Curiosidades
Café

Café en casa: trucos para hacerlo perfecto

El café en casa puede ser una delicia si sabemos cómo hacerlo correctamente. Elegir el café adecuado y saber prepararlo correctamente te permitirá hacer un café perfecto.

¿Sabes cómo hacer un buen café en casa? Si tienes una cafetera con infinidad de funciones y además, de cápsula, es posible que puedas saborear el gusto de un gran café, pero en el caso de tener la llamada «cafetera italiana» o también «cafetera Moka» o «Oroley», es posible con que te encuentres que a veces el café no tiene ni el gusto y tampoco la intensidad que deseas. Veamos a continuación, algunos trucos que te servirán para hacer el café perfecto.

Café en casa: trucos para hacerlo perfecto

El café se ha convertido en una de las bebidas más consumidas en todo el mundo. Solo en España se consumen más de 4,5 kilos al año y por persona (estando nuestro país en el puesto 19 del ránking de países que más café beben y superando a otros como Estados Unidos), de modo que siendo este un país «cafetero» y con un 63% de la población que dice tomarlo cada mañana, son muchos los que apreciarán poder tomar un café perfecto antes de comenzar su día.

Pero para hacer el café perfecto no es necesario tener una de esas cafeteras que lo hacen todo y que incluso tienen funciones como la de hacer un buen capuccino, sino que basta una sencilla cafetera italiana, y la elección de un buen café, además de los sencillos trucos que a continuación, os enumeramos:

La elección del café

Como hemos mencionado, una de las claves a la hora de hacer un café perfecto, será la elección del café. Conformarte con el primer café que veas en el supermercado te alejará de disfrutar de un buen café.

Lo primero de todo es elegir el sabor, que varía de persona a persona, de modo que será bueno probar las distintas fragancias o sabores disponibles: tenemos la variante Robusta o  la Arábica, y estas dos son solo algunas de las más populares. Para entender el sabor que preferimos ciertamente lleva tiempo y muchas pruebas, hay quienes lo prefieren con más cuerpo, otros más ligero y así sucesivamente. Te podemos decir que, por ejemplo, la variedad Arábica es la que contiene menos dosis de cafeína, mientras que la Robusta es más fuerte y tiene un sabor más amargo.

Luego tenemos la variedad Racemosa que es bastante rara de encontrar, y también la Mauritiana que se identifica como una de las variedades más fragantes.

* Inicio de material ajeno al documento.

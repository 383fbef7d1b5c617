use serde::{Deserialize, Serialize};

use crate::address::CellCoord;
use crate::class::RefClass;

/// Construction-time settings for a [`FormulaConverter`](crate::FormulaConverter).
#[derive(Debug, Clone, PartialEq, Eq, Serialize, Deserialize)]
pub struct ConvertOptions {
    /// Return the first error instead of recording it and emitting a placeholder token.
    pub throw_on_error: bool,
    /// Allow creating EXTERNSHEET entries, placeholder names and external name slots.
    pub may_mutate_workbook: bool,
    /// Store references as offsets from [`anchor`](Self::anchor) (conditional formats,
    /// data validation, shared formulas).
    pub relative_addressing: bool,
    /// Qualify every reference with a sheet; the value is the sheet used for unqualified
    /// references (defined names).
    pub force_3d: Option<String>,
    /// Class the whole formula is consumed as.
    pub target_class: RefClass,
    /// Mark every reference absolute (chart series, report expressions).
    pub force_absolute: bool,
    /// Cell the formula belongs to.
    pub anchor: CellCoord,
    /// The formula comes from a foreign file format: forward-declared names are allowed and
    /// R1C1 notation is rejected.
    pub reading_foreign_format: bool,
    /// Array (CSE) formula: operands inside function calls and groups are forced to arrays.
    pub array_formula: bool,
}

impl Default for ConvertOptions {
    fn default() -> Self {
        Self {
            throw_on_error: true,
            may_mutate_workbook: false,
            relative_addressing: false,
            force_3d: None,
            target_class: RefClass::Value,
            force_absolute: false,
            anchor: CellCoord::default(),
            reading_foreign_format: false,
            array_formula: false,
        }
    }
}

impl ConvertOptions {
    /// Options for a defined-name formula: every reference is sheet-qualified with `sheet`.
    pub fn defined_name(sheet: impl Into<String>) -> Self {
        Self {
            force_3d: Some(sheet.into()),
            target_class: RefClass::Reference,
            ..Self::default()
        }
    }

    /// Options for a conditional-format / data-validation rule anchored at `anchor`.
    pub fn anchored(anchor: CellCoord) -> Self {
        Self {
            relative_addressing: true,
            anchor,
            ..Self::default()
        }
    }
}
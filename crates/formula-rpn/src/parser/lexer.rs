//! Formula lexer. Positions are character offsets into the expression text.

use crate::ptg::ErrorCode;

#[derive(Debug, Clone, PartialEq)]
pub(crate) enum Lexeme {
    Number(f64),
    String(String),
    Error(String),
    Ident(String),
    QuotedIdent(String),
    Whitespace(usize),
    LParen,
    RParen,
    LBrace,
    RBrace,
    Comma,
    Semicolon,
    Colon,
    Bang,
    Plus,
    Minus,
    Star,
    Slash,
    Caret,
    Amp,
    Percent,
    Eq,
    Ne,
    Lt,
    Gt,
    Le,
    Ge,
    At,
    Hash,
    Other(char),
    Eof,
}

#[derive(Debug, Clone, PartialEq)]
pub(crate) struct Token {
    pub(crate) lexeme: Lexeme,
    pub(crate) start: usize,
}

#[derive(Debug, Clone, PartialEq, Eq)]
pub(crate) struct LexError {
    pub(crate) message: String,
    pub(crate) position: usize,
    pub(crate) ch: Option<char>,
}

struct Lexer {
    chars: Vec<char>,
    idx: usize,
    tokens: Vec<Token>,
}

pub(crate) fn lex(src: &str) -> Result<Vec<Token>, LexError> {
    Lexer {
        chars: src.chars().collect(),
        idx: 0,
        tokens: Vec::new(),
    }
    .lex()
}

fn is_ident_start(c: char) -> bool {
    c.is_alphabetic() || matches!(c, '_' | '\\' | '$')
}

fn is_ident_cont(c: char) -> bool {
    c.is_alphanumeric() || matches!(c, '_' | '\\' | '$' | '.')
}

impl Lexer {
    fn peek(&self) -> Option<char> {
        self.chars.get(self.idx).copied()
    }

    fn peek_at(&self, offset: usize) -> Option<char> {
        self.chars.get(self.idx + offset).copied()
    }

    fn push(&mut self, lexeme: Lexeme, start: usize) {
        self.tokens.push(Token { lexeme, start });
    }

    fn take_while(&mut self, pred: impl Fn(char) -> bool) -> String {
        let start = self.idx;
        while self.peek().is_some_and(&pred) {
            self.idx += 1;
        }
        self.chars[start..self.idx].iter().collect()
    }

    fn lex(mut self) -> Result<Vec<Token>, LexError> {
        while let Some(ch) = self.peek() {
            let start = self.idx;
            match ch {
                ' ' | '\t' | '\r' | '\n' => {
                    let raw = self.take_while(|c| matches!(c, ' ' | '\t' | '\r' | '\n'));
                    self.push(Lexeme::Whitespace(raw.chars().count()), start);
                }
                '"' => {
                    let value = self.quoted('"')?;
                    self.push(Lexeme::String(value), start);
                }
                '\'' => {
                    let value = self.quoted('\'')?;
                    self.push(Lexeme::QuotedIdent(value), start);
                }
                '#' => {
                    let literal = self.error_literal();
                    match literal {
                        Some(literal) => self.push(Lexeme::Error(literal), start),
                        None => {
                            self.idx += 1;
                            self.push(Lexeme::Hash, start);
                        }
                    }
                }
                '0'..='9' | '.'
                    if ch != '.' || self.peek_at(1).is_some_and(|c| c.is_ascii_digit()) =>
                {
                    let number = self.number()?;
                    self.push(Lexeme::Number(number), start);
                }
                c if is_ident_start(c) => {
                    let ident = match self.r1c1_len() {
                        Some(len) => {
                            self.idx += len;
                            self.chars[start..self.idx].iter().collect()
                        }
                        None => self.take_while(is_ident_cont),
                    };
                    self.push(Lexeme::Ident(ident), start);
                }
                _ => {
                    self.idx += 1;
                    let lexeme = match ch {
                        '(' => Lexeme::LParen,
                        ')' => Lexeme::RParen,
                        '{' => Lexeme::LBrace,
                        '}' => Lexeme::RBrace,
                        ',' => Lexeme::Comma,
                        ';' => Lexeme::Semicolon,
                        ':' => Lexeme::Colon,
                        '!' => Lexeme::Bang,
                        '+' => Lexeme::Plus,
                        '-' => Lexeme::Minus,
                        '*' => Lexeme::Star,
                        '/' => Lexeme::Slash,
                        '^' => Lexeme::Caret,
                        '&' => Lexeme::Amp,
                        '%' => Lexeme::Percent,
                        '@' => Lexeme::At,
                        '=' => Lexeme::Eq,
                        '<' => match self.peek() {
                            Some('=') => {
                                self.idx += 1;
                                Lexeme::Le
                            }
                            Some('>') => {
                                self.idx += 1;
                                Lexeme::Ne
                            }
                            _ => Lexeme::Lt,
                        },
                        '>' => {
                            if self.peek() == Some('=') {
                                self.idx += 1;
                                Lexeme::Ge
                            } else {
                                Lexeme::Gt
                            }
                        }
                        other => Lexeme::Other(other),
                    };
                    self.push(lexeme, start);
                }
            }
        }
        let end = self.idx;
        self.push(Lexeme::Eof, end);
        Ok(self.tokens)
    }

    /// Quoted text with doubled-quote escapes. The opening quote is at `self.idx`.
    fn quoted(&mut self, quote: char) -> Result<String, LexError> {
        let start = self.idx;
        self.idx += 1;
        let mut value = String::new();
        loop {
            match self.peek() {
                Some(c) if c == quote => {
                    self.idx += 1;
                    if self.peek() == Some(quote) {
                        self.idx += 1;
                        value.push(quote);
                        continue;
                    }
                    return Ok(value);
                }
                Some(c) => {
                    self.idx += 1;
                    value.push(c);
                }
                None => {
                    return Err(LexError {
                        message: if quote == '"' {
                            "unterminated string literal".to_string()
                        } else {
                            "unterminated quoted sheet name".to_string()
                        },
                        position: start,
                        ch: Some(quote),
                    })
                }
            }
        }
    }

    fn error_literal(&mut self) -> Option<String> {
        const LITERALS: [ErrorCode; 7] = [
            ErrorCode::Null,
            ErrorCode::Div0,
            ErrorCode::Value,
            ErrorCode::Ref,
            ErrorCode::Name,
            ErrorCode::Num,
            ErrorCode::NA,
        ];
        for code in LITERALS {
            let literal = code.literal();
            let len = literal.chars().count();
            let Some(candidate) = self.chars.get(self.idx..self.idx + len) else {
                continue;
            };
            let candidate: String = candidate.iter().collect();
            if candidate.eq_ignore_ascii_case(literal) {
                self.idx += len;
                return Some(candidate);
            }
        }
        None
    }

    fn number(&mut self) -> Result<f64, LexError> {
        let start = self.idx;
        let mut raw = self.take_while(|c| c.is_ascii_digit());
        if self.peek() == Some('.') {
            self.idx += 1;
            raw.push('.');
            raw.push_str(&self.take_while(|c| c.is_ascii_digit()));
        }
        if matches!(self.peek(), Some('e' | 'E')) {
            let sign = matches!(self.peek_at(1), Some('+' | '-'));
            let digit_at = if sign { 2 } else { 1 };
            if self.peek_at(digit_at).is_some_and(|c| c.is_ascii_digit()) {
                raw.push('e');
                if sign {
                    raw.extend(self.peek_at(1));
                }
                self.idx += digit_at;
                raw.push_str(&self.take_while(|c| c.is_ascii_digit()));
            }
        }
        raw.parse::<f64>().map_err(|_| LexError {
            message: format!("invalid number `{raw}`"),
            position: start,
            ch: self.chars.get(start).copied(),
        })
    }

    /// Length of a bracketed R1C1 reference (`R[1]C[-2]`, `RC[3]`) at the cursor.
    ///
    /// Unbracketed forms (`R2C3`) lex as ordinary identifiers.
    fn r1c1_len(&self) -> Option<usize> {
        let rest = &self.chars[self.idx..];
        let mut i = 0usize;
        let mut bracketed = false;

        if !matches!(rest.first(), Some('R' | 'r')) {
            return None;
        }
        i += 1;
        let part = |i: &mut usize, bracketed: &mut bool| -> Option<()> {
            if rest.get(*i) == Some(&'[') {
                *i += 1;
                if rest.get(*i) == Some(&'-') {
                    *i += 1;
                }
                let digits = rest[*i..].iter().take_while(|c| c.is_ascii_digit()).count();
                if digits == 0 {
                    return None;
                }
                *i += digits;
                if rest.get(*i) != Some(&']') {
                    return None;
                }
                *i += 1;
                *bracketed = true;
            } else {
                *i += rest[*i..].iter().take_while(|c| c.is_ascii_digit()).count();
            }
            Some(())
        };
        part(&mut i, &mut bracketed)?;
        if !matches!(rest.get(i), Some('C' | 'c')) {
            return None;
        }
        i += 1;
        part(&mut i, &mut bracketed)?;

        if !bracketed || rest.get(i).is_some_and(|&c| is_ident_cont(c) || c == '(') {
            return None;
        }
        Some(i)
    }
}

#[cfg(test)]
mod tests {
    use super::*;

    fn lexemes(src: &str) -> Vec<Lexeme> {
        lex(src).unwrap().into_iter().map(|t| t.lexeme).collect()
    }

    #[test]
    fn lexes_operators_and_operands() {
        assert_eq!(
            lexemes("A1+1.5e2<>\"a\"\"b\""),
            vec![
                Lexeme::Ident("A1".to_string()),
                Lexeme::Plus,
                Lexeme::Number(150.0),
                Lexeme::Ne,
                Lexeme::String("a\"b".to_string()),
                Lexeme::Eof,
            ]
        );
    }

    #[test]
    fn lexes_sheet_prefixes_errors_and_whitespace() {
        assert_eq!(
            lexemes("'My Sheet'!$A$1  #n/a"),
            vec![
                Lexeme::QuotedIdent("My Sheet".to_string()),
                Lexeme::Bang,
                Lexeme::Ident("$A$1".to_string()),
                Lexeme::Whitespace(2),
                Lexeme::Error("#n/a".to_string()),
                Lexeme::Eof,
            ]
        );
    }

    #[test]
    fn lexes_bracketed_r1c1() {
        assert_eq!(
            lexemes("R[1]C[-1]*RC"),
            vec![
                Lexeme::Ident("R[1]C[-1]".to_string()),
                Lexeme::Star,
                Lexeme::Ident("RC".to_string()),
                Lexeme::Eof,
            ]
        );
    }

    #[test]
    fn unknown_characters_become_other() {
        assert_eq!(
            lexemes("1~2"),
            vec![
                Lexeme::Number(1.0),
                Lexeme::Other('~'),
                Lexeme::Number(2.0),
                Lexeme::Eof,
            ]
        );
    }

    #[test]
    fn unterminated_string_reports_start() {
        let err = lex("1&\"abc").unwrap_err();
        assert_eq!(err.position, 2);
        assert_eq!(err.ch, Some('"'));
    }
}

Otro punto muy importante sin duda se refiere a la molienda, ya que el aroma y sabor del café recién molido no es igual en comparación con el de los granos. Un café molido al momento es capaz de garantizar un café elaborado de manera artesanal, esto sucede porque el café alcanza su sabor más alto y bien definido a través del tueste y solo si se mantiene intacto puede mantener su aroma inconfundible. Molerlo en casa será una de las mejores opciones de obtener un buen café cada mañana, pero claro a veces vamos con prisas y no tenemos tiempo (ni ganas) de moler café, de modo que se ha popularizado más comprar el café ya molido, del que entonces deberemos saber cómo guardarlo correctamente.

El café molido viene en paquetes que lo contienen están envasados ​​al vacío y por tanto evitan la entrada de aire. Pero en el momento en que lo llevamos a casa y lo abrimos entra aire y es muy importante almacenarlo de inmediato para que no coja más aire. De este modo, lo ideal es ponerlo en la nevera, en un frasco de vidrio herméticamente cerrado. También lo podemos tener en un lugar fresco libre de cambios de temperatura y consistencia del aire sin olvidarnos de guardarlo en un recipiente hermético.

En el caso de ser de las personas que todavía muele el café en casa, ten siempre cuidado de no molerlo demasiado fino. De hecho, el truco está en poder mantener una consistencia granulada del café para que aporte todavía más sabor.

Preparación del café

Vayamos y veamos todo sobre las distintas etapas de la preparación del café . Si vivimos en una zona donde el agua que sale del grifo lleva un alto nivel de cloro, debemos evitar utilizarla para la preparación de la cafetera. Nuestro objetivo es siempre utilizar, para el éxito de un buen café, agua de bajo contenido mineral con un residuo fijo que no sea ni demasiado alto ni demasiado bajo.